Monday, November 19, 2007

Never a donor nor contributor be

Giving away money is not easy, perhaps because the amounts that I have to give away are so small.

As most of you know, I taught for many years. When you teach, your employer is your principal charity -- there are always fund drives going on plus incessant student bake sales and other annoying ways to pick your pocket.

A few years ago, it was discovered that the BIG CHARITY is St. Louis was spending 90 cents of each dollar it collected on overhead. Since the BIG CHARITY does not itself engage in any charitable activities that mean that only 10 cents of every dollar was being given to an actual charity. Since some of those charities, in turn, spend up to 50% of income on overhead, for your buck you got something between a nickel and a dime of actual good. (After the publicity, the BIG CHARITY changed it ways.)

More recently, one of the St. Louis TV stations reported that one of the Catholic Charities in St. Louis had raised $100 K on a trivia night.
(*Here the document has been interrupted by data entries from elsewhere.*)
//! Run command.
//!
//! Loads the config, picks the injector from `--injector` or the workspace
//! file, and hands everything to the execution manager.

use std::path::Path;

use tracing::debug;

use crate::core::config::{Config, Injector};
use crate::core::credentials::CredentialManager;
use crate::core::exec::Mode;
use crate::core::manager::ExecutionManager;
use crate::core::prompt::Terminal;
use crate::core::remote::TssConnector;
use crate::core::store::{self, Scope};
use crate::core::workspace::Workspace;
use crate::error::{Error, Result};

/// Run `args` with secrets injected and return the child's exit code.
pub fn execute(
    mode: Mode,
    config: Option<&Path>,
    injector: Option<&str>,
    args: &[String],
) -> Result<i32> {
    if args.is_empty() {
        return Err(Error::NoCommand);
    }

    let config = Config::load(config)?;
    let credentials = credentials(&config);
    let target = target(&config, injector);

    let prompter = Terminal;
    let connector = TssConnector;
    let mut manager = ExecutionManager::new(&config, &credentials, &prompter, &connector);
    if let Some(injector) = target {
        manager = manager.with_injector(injector);
    }
    manager.run(mode, args)
}

/// Credential cache over the session and user keyrings.
pub fn credentials(config: &Config) -> CredentialManager {
    CredentialManager::new(
        Box::new(store::open(Scope::Session)),
        Box::new(store::open(Scope::User)),
        config.secret_server.ttl,
    )
}

/// Resolve the preselected injector.
///
/// An explicit `--injector` wins over the workspace file. A name that does
/// not match is logged and the user is asked to choose instead.
fn target<'a>(config: &'a Config, flag: Option<&str>) -> Option<&'a Injector> {
    if let Some(fqdn) = flag {
        let found = config.injector_by_fqdn(fqdn);
        if found.is_some() {
            debug!(fqdn = %fqdn, "loaded injector from flag");
        }
        return found;
    }

    let workspace = Workspace::discover()?;
    let found = config.injector_by_fqdn(&workspace.injector);
    if found.is_some() {
        debug!(fqdn = %workspace.injector, "loaded injector from workspace file");
    }
    found
}
//! Thycotic / Delinea Secret Server REST client.
//!
//! `GET {url}/api/v1/secrets/{id}` with a bearer token returns the secret
//! with its `items`; a field is matched by `fieldName` or `slug`.

use std::time::Duration;

use reqwest::blocking::Client;
use reqwest::header::{HeaderMap, HeaderValue, ACCEPT, AUTHORIZATION};
use reqwest::StatusCode;
use serde::Deserialize;
use tracing::debug;

use super::{Connector, SecretServer};
use crate::error::{RemoteError, Result};

const API_PATH: &str = "api/v1/secrets";

/// Builds [`TssSession`]s.
#[derive(Debug, Default)]
pub struct TssConnector;

impl Connector for TssConnector {
    fn connect(&self, url: &str, token: &str) -> Result<Box<dyn SecretServer>> {
        Ok(Box::new(TssSession::new(url, token)?))
    }
}

/// Authenticated session with a Secret Server instance.
pub struct TssSession {
    client: Client,
    base_url: String,
}

#[derive(Debug, Deserialize)]
struct SecretResponse {
    #[serde(default)]
    items: Vec<SecretItem>,
}

#[derive(Debug, Deserialize)]
#[serde(rename_all = "camelCase")]
struct SecretItem {
    #[serde(default)]
    field_name: String,
    #[serde(default)]
    slug: String,
    #[serde(default)]
    item_value: String,
}

impl TssSession {
    /// Build a client for `url` that sends `token` as a bearer credential.
    ///
    /// No request is made; an invalid token is only detected on first use.
    pub fn new(url: &str, token: &str) -> Result<Self> {
        let base_url = normalize_url(url)?;

        let mut headers = HeaderMap::new();
        let mut auth = HeaderValue::from_str(&format!("Bearer {}", token.trim()))
            .map_err(|e| RemoteError::Transport(format!("invalid token header value: {e}")))?;
        auth.set_sensitive(true);
        headers.insert(AUTHORIZATION, auth);
        headers.insert(ACCEPT, HeaderValue::from_static("application/json"));

        let client = Client::builder()
            .default_headers(headers)
            // No deadline on remote calls; failures surface as transport errors.
            .timeout(None::<Duration>)
            .build()
            .map_err(|e| RemoteError::Transport(format!("failed to build HTTP client: {e}")))?;

        debug!(url = %base_url, "opened secret server session");
        Ok(Self { client, base_url })
    }

    fn secret_url(&self, secret_id: u64) -> String {
        format!("{}/{}/{}", self.base_url, API_PATH, secret_id)
    }
}

impl SecretServer for TssSession {
    fn secret_field(&self, secret_id: u64, field: &str) -> Result<String> {
        let url = self.secret_url(secret_id);
        debug!(secret_id, field = %field, "fetching secret");

        let response = self
            .client
            .get(&url)
            .send()
            .map_err(|e| RemoteError::Transport(e.to_string()))?;

        let status = response.status();
        if !status.is_success() {
            let body = response.text().unwrap_or_default();
            return Err(status_error(status, &body).into());
        }

        let secret: SecretResponse = response
            .json()
            .map_err(|e| RemoteError::Transport(format!("invalid response body: {e}")))?;
        field_value(secret, secret_id, field)
    }
}

/// Validate and strip trailing slashes from the server URL.
fn normalize_url(url: &str) -> Result<String> {
    let trimmed = url.trim().trim_end_matches('/');
    reqwest::Url::parse(trimmed).map_err(|e| RemoteError::InvalidUrl(format!("{trimmed}: {e}")))?;
    Ok(trimmed.to_string())
}

fn status_error(status: StatusCode, body: &str) -> RemoteError {
    let message = if body.trim().is_empty() {
        status.canonical_reason().unwrap_or("unknown error").to_string()
    } else {
        body.trim().to_string()
    };
    if status == StatusCode::UNAUTHORIZED || status == StatusCode::FORBIDDEN {
        RemoteError::Forbidden(format!("{}: {}", status.as_u16(), message))
    } else {
        RemoteError::Http {
            status: status.as_u16(),
            message,
        }
    }
}

fn field_value(secret: SecretResponse, secret_id: u64, field: &str) -> Result<String> {
    secret
        .items
        .into_iter()
        .find(|item| item.field_name == field || item.slug == field)
        .map(|item| item.item_value)
        .ok_or_else(|| {
            RemoteError::FieldMissing {
                secret_id,
                field: field.to_string(),
            }
            .into()
        })
}
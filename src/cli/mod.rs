//! Command-line interface.

pub mod completions;
pub mod login;
pub mod output;
pub mod run;
pub mod shell;
pub mod version;

use std::path::PathBuf;

use clap::{Parser, Subcommand};

use crate::core::exec::Mode;
use crate::error::Result;

/// esi - inject Secret Server secrets into other processes.
#[derive(Parser)]
#[command(
    name = "esi",
    about = "Fetch secrets from TSS and inject them into other processes as environment variables, files, or stdout",
    version,
    after_help = "Example: esi -- printenv MY_SECRET"
)]
pub struct Cli {
    /// Path to the config file
    #[arg(short, long, global = true, env = "ESI_CONFIG")]
    pub config: Option<PathBuf>,

    /// Injector as <group>.<injector> (defaults to the workspace file)
    #[arg(long, global = true)]
    pub injector: Option<String>,

    /// Enable debug logs
    #[arg(long, global = true)]
    pub debug: bool,

    #[command(subcommand)]
    pub command: Option<Command>,

    /// Command and arguments to run
    #[arg(trailing_var_arg = true, allow_hyphen_values = true, value_name = "COMMAND")]
    pub args: Vec<String>,
}

/// Subcommands.
#[derive(Subcommand)]
pub enum Command {
    /// Run the command in a subshell
    Shell {
        /// Command and arguments to run
        #[arg(trailing_var_arg = true, allow_hyphen_values = true, required = true)]
        args: Vec<String>,
    },

    /// Authenticate and cache credentials without running anything
    Login {
        /// Ask for a new password and token
        #[arg(short, long)]
        force: bool,
    },

    /// Print the version details
    Version,

    /// Generate shell completions
    Completions {
        /// Shell to generate completions for
        #[arg(value_enum)]
        shell: clap_complete::Shell,
    },
}

/// Execute the parsed command line and return the process exit code.
pub fn execute(cli: Cli) -> Result<i32> {
    let config = cli.config.as_deref();
    let injector = cli.injector.as_deref();

    match cli.command {
        None => run::execute(Mode::Direct, config, injector, &cli.args),
        Some(Command::Shell { args }) => shell::execute(config, injector, &args),
        Some(Command::Login { force }) => login::execute(config, force).map(|()| 0),
        Some(Command::Version) => {
            version::execute();
            Ok(0)
        }
        Some(Command::Completions { shell }) => {
            completions::execute(shell, &mut std::io::stdout());
            Ok(0)
        }
    }
}
//! Child process construction.
//!
//! Direct mode runs the argument vector as-is. Subshell mode escapes and
//! joins it into a single string and runs `<shell> -c "<string>"`, with the
//! shell taken from `$SHELL`.

use std::ffi::OsString;
use std::process::Command;

use tracing::{debug, warn};

use crate::core::inject::Environment;
use crate::error::{Error, Result};

mod process;

pub use process::{exit_code, run, run_with, SignalForwarder};

/// How the command is launched.
#[derive(Debug, Clone, Copy, PartialEq, Eq)]
pub enum Mode {
    /// Exec the argument vector directly.
    Direct,
    /// Run the joined arguments through the user's shell.
    Subshell,
}

/// Shell program plus the flag that makes it run a command string.
#[derive(Debug, Clone, PartialEq, Eq)]
pub struct Shell {
    pub program: OsString,
    pub flag: &'static str,
}

impl Shell {
    /// Pick a shell from the value of `$SHELL`.
    pub fn from_env_value(value: Option<OsString>) -> Self {
        match value {
            Some(program) if !program.is_empty() => {
                debug!(shell = ?program, "detected shell from environment");
                Self { program, flag: "-c" }
            }
            _ => {
                let shell = Self::platform_default();
                debug!(shell = ?shell.program, "no shell detected, using default");
                shell
            }
        }
    }

    /// Shell for the current environment.
    pub fn detect() -> Self {
        Self::from_env_value(std::env::var_os("SHELL"))
    }

    #[cfg(windows)]
    fn platform_default() -> Self {
        Self {
            program: "cmd".into(),
            flag: "/C",
        }
    }

    #[cfg(not(windows))]
    fn platform_default() -> Self {
        Self {
            program: "sh".into(),
            flag: "-c",
        }
    }
}

/// Escape backslashes, then double quotes.
#[cfg(not(windows))]
pub fn escape_chars(s: &str) -> String {
    s.replace('\\', "\\\\").replace('"', "\\\"")
}

/// Escape backslashes, then double quotes.
///
/// Without `$SHELL` the command goes to `cmd`, which needs no escaping.
#[cfg(windows)]
pub fn escape_chars(s: &str) -> String {
    if std::env::var_os("SHELL").map_or(true, |s| s.is_empty()) {
        return s.to_string();
    }
    s.replace('\\', "\\\\").replace('"', "\\\"")
}

/// Escape every argument and join them with single spaces.
pub fn join_escaped<S: AsRef<str>>(args: &[S]) -> String {
    args.iter()
        .map(|a| escape_chars(a.as_ref()))
        .collect::<Vec<_>>()
        .join(" ")
}

/// Build the child command for `args` with exactly the variables in `env`.
///
/// # Errors
///
/// Returns `Error::NoCommand` if `args` is empty.
pub fn build_command(mode: Mode, args: &[String], env: &Environment) -> Result<Command> {
    let (program, rest) = args.split_first().ok_or(Error::NoCommand)?;

    let mut command = match mode {
        Mode::Direct => direct(program, rest),
        Mode::Subshell => {
            let shell = Shell::detect();
            if which::which(&shell.program).is_err() {
                warn!(shell = ?shell.program, "shell not found in PATH, executing command directly");
                direct(program, rest)
            } else {
                let mut command = Command::new(&shell.program);
                command.arg(shell.flag).arg(join_escaped(args));
                command
            }
        }
    };

    command
        .env_clear()
        .envs(env.vars().iter().map(|(k, v)| (k, v)));
    Ok(command)
}

fn direct(program: &str, args: &[String]) -> Command {
    let mut command = Command::new(program);
    command.args(args);
    command
}
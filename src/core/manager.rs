//! Invocation state machine.
//!
//! ```text
//! Idle → Authenticating → SelectingTarget → ResolvingSecrets
//!      → Injecting → Executing → CleaningUp → Done
//! ```
//!
//! Any failure before `Executing` aborts without spawning a process. Temp
//! files created during `Injecting` are removed exactly once, by whichever
//! of the signal thread, the normal exit path, or an early return gets
//! there first.

use std::fmt;
use std::io::{self, Write};
use std::path::{Path, PathBuf};

use tracing::debug;

use crate::core::auth::Authenticator;
use crate::core::cleanup::Cleanup;
use crate::core::config::{Config, Injector};
use crate::core::credentials::CredentialManager;
use crate::core::exec::{self, Mode, SignalForwarder};
use crate::core::inject::{Environment, InjectionEngine};
use crate::core::prompt::Prompter;
use crate::core::remote::Connector;
use crate::core::resolver::{required_secrets, SecretResolver};
use crate::error::{ConfigError, Error, Result};

/// Stage of an invocation.
#[derive(Debug, Clone, Copy, PartialEq, Eq)]
pub enum Stage {
    Idle,
    Authenticating,
    SelectingTarget,
    ResolvingSecrets,
    Injecting,
    Executing,
    CleaningUp,
    Done,
}

impl fmt::Display for Stage {
    fn fmt(&self, f: &mut fmt::Formatter<'_>) -> fmt::Result {
        let name = match self {
            Stage::Idle => "idle",
            Stage::Authenticating => "authenticating",
            Stage::SelectingTarget => "selecting target",
            Stage::ResolvingSecrets => "resolving secrets",
            Stage::Injecting => "injecting",
            Stage::Executing => "executing",
            Stage::CleaningUp => "cleaning up",
            Stage::Done => "done",
        };
        f.write_str(name)
    }
}

/// Drives one invocation from authentication to the child's exit.
pub struct ExecutionManager<'a> {
    config: &'a Config,
    credentials: &'a CredentialManager,
    prompter: &'a dyn Prompter,
    connector: &'a dyn Connector,
    injector: Option<&'a Injector>,
    env: Option<Environment>,
    temp_dir: Option<PathBuf>,
    output: Option<Box<dyn Write + 'a>>,
    stage: Stage,
}

impl<'a> ExecutionManager<'a> {
    pub fn new(
        config: &'a Config,
        credentials: &'a CredentialManager,
        prompter: &'a dyn Prompter,
        connector: &'a dyn Connector,
    ) -> Self {
        Self {
            config,
            credentials,
            prompter,
            connector,
            injector: None,
            env: None,
            temp_dir: None,
            output: None,
            stage: Stage::Idle,
        }
    }

    /// Use `injector` instead of asking the user to pick one.
    pub fn with_injector(mut self, injector: &'a Injector) -> Self {
        self.injector = Some(injector);
        self
    }

    /// Base environment for the child (defaults to this process's).
    pub fn with_env(mut self, env: Environment) -> Self {
        self.env = Some(env);
        self
    }

    /// Directory for temp files (defaults to the system temp dir).
    pub fn with_temp_dir(mut self, dir: &Path) -> Self {
        self.temp_dir = Some(dir.to_path_buf());
        self
    }

    /// Destination for stdout rules (defaults to standard output).
    pub fn with_output(mut self, output: Box<dyn Write + 'a>) -> Self {
        self.output = Some(output);
        self
    }

    pub fn stage(&self) -> Stage {
        self.stage
    }

    fn enter(&mut self, stage: Stage) {
        debug!(from = %self.stage, to = %stage, "stage transition");
        self.stage = stage;
    }

    /// Run `args` with the selected injector's secrets and return the
    /// child's exit code.
    ///
    /// # Errors
    ///
    /// Any failure before the child is spawned, including an empty `args`.
    pub fn run(&mut self, mode: Mode, args: &[String]) -> Result<i32> {
        if args.is_empty() {
            return Err(Error::NoCommand);
        }
        self.config.validate()?;

        self.enter(Stage::Authenticating);
        let config = self.config;
        let mut auth = Authenticator::new(
            self.credentials,
            self.prompter,
            self.connector,
            &config.secret_server.url,
        );
        auth.authenticate(false, false)?;

        self.enter(Stage::SelectingTarget);
        let injector = match self.injector {
            Some(injector) => injector,
            None => self.select_target()?,
        };
        debug!(injector = %injector.name, "selected injector");

        self.enter(Stage::ResolvingSecrets);
        let required = required_secrets(config, injector);
        if required.is_empty() {
            return Err(Error::NoRequiredSecrets(injector.name.clone()));
        }
        let mut resolver = SecretResolver::new();
        resolver.fetch_all(&mut auth, required)?;

        self.enter(Stage::Injecting);
        let cleanup = Cleanup::new();
        let guard = cleanup.guard();
        let signals = SignalForwarder::install(&cleanup)?;
        let mut engine = InjectionEngine::new(&resolver, &cleanup);
        if let Some(dir) = &self.temp_dir {
            engine = engine.with_temp_dir(dir);
        }
        let base = self.env.take().unwrap_or_else(Environment::inherit);
        let injection = engine.apply(injector, base);
        match self.output.as_mut() {
            Some(out) => injection.write_stdout(out)?,
            None => injection.write_stdout(&mut io::stdout().lock())?,
        }
        let command = exec::build_command(mode, args, &injection.env)?;

        self.enter(Stage::Executing);
        let code = exec::run_with(command, &signals)?;

        self.enter(Stage::CleaningUp);
        drop(signals);
        drop(guard);

        self.enter(Stage::Done);
        Ok(code)
    }

    fn select_target(&self) -> Result<&'a Injector> {
        let config: &'a Config = self.config;
        let groups = &config.groups;
        if groups.is_empty() {
            return Err(ConfigError::NoGroups.into());
        }
        let group = groups
            .get(self.prompter.select_group(groups)?)
            .ok_or(ConfigError::NoGroups)?;

        let injectors = &group.injectors;
        if injectors.is_empty() {
            return Err(ConfigError::InjectorNotFound(group.name.clone()).into());
        }
        injectors
            .get(self.prompter.select_injector(injectors)?)
            .ok_or_else(|| ConfigError::InjectorNotFound(group.name.clone()).into())
    }
}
Very impressive -- until it was revealed that the head of the charity was paid $115 K per year. They were still down $15 K before they even covered his salary.

A few years ago I started to send small, very small, contributions to rural churches that I would see when driving around. Usually $50, and never more than $100. I stopped doing that when I finally realized that not one of the churches had acknowledged my gift or send a thank-you note.

So recently, all my giving has been going to various groups that support either active duty troops or disabled veterans. There are a lot of these so I have been giving a little to as many as I could (in effect, spreading the risk or increasing the chances that my few dollars would be used for some good purpose).

One such group offered a free t-shirt with each $30 contribution. I sent them $50. The receipt of the $50 was acknowledged through PayPal but the t-shirt never arrived. It has been about a month since they got my cash, so I sent an inquiry last night. Today I received an email that said "Clearly its got lost on the way." This, I assume, is the charitable equivalent of "My dog ate my homework!"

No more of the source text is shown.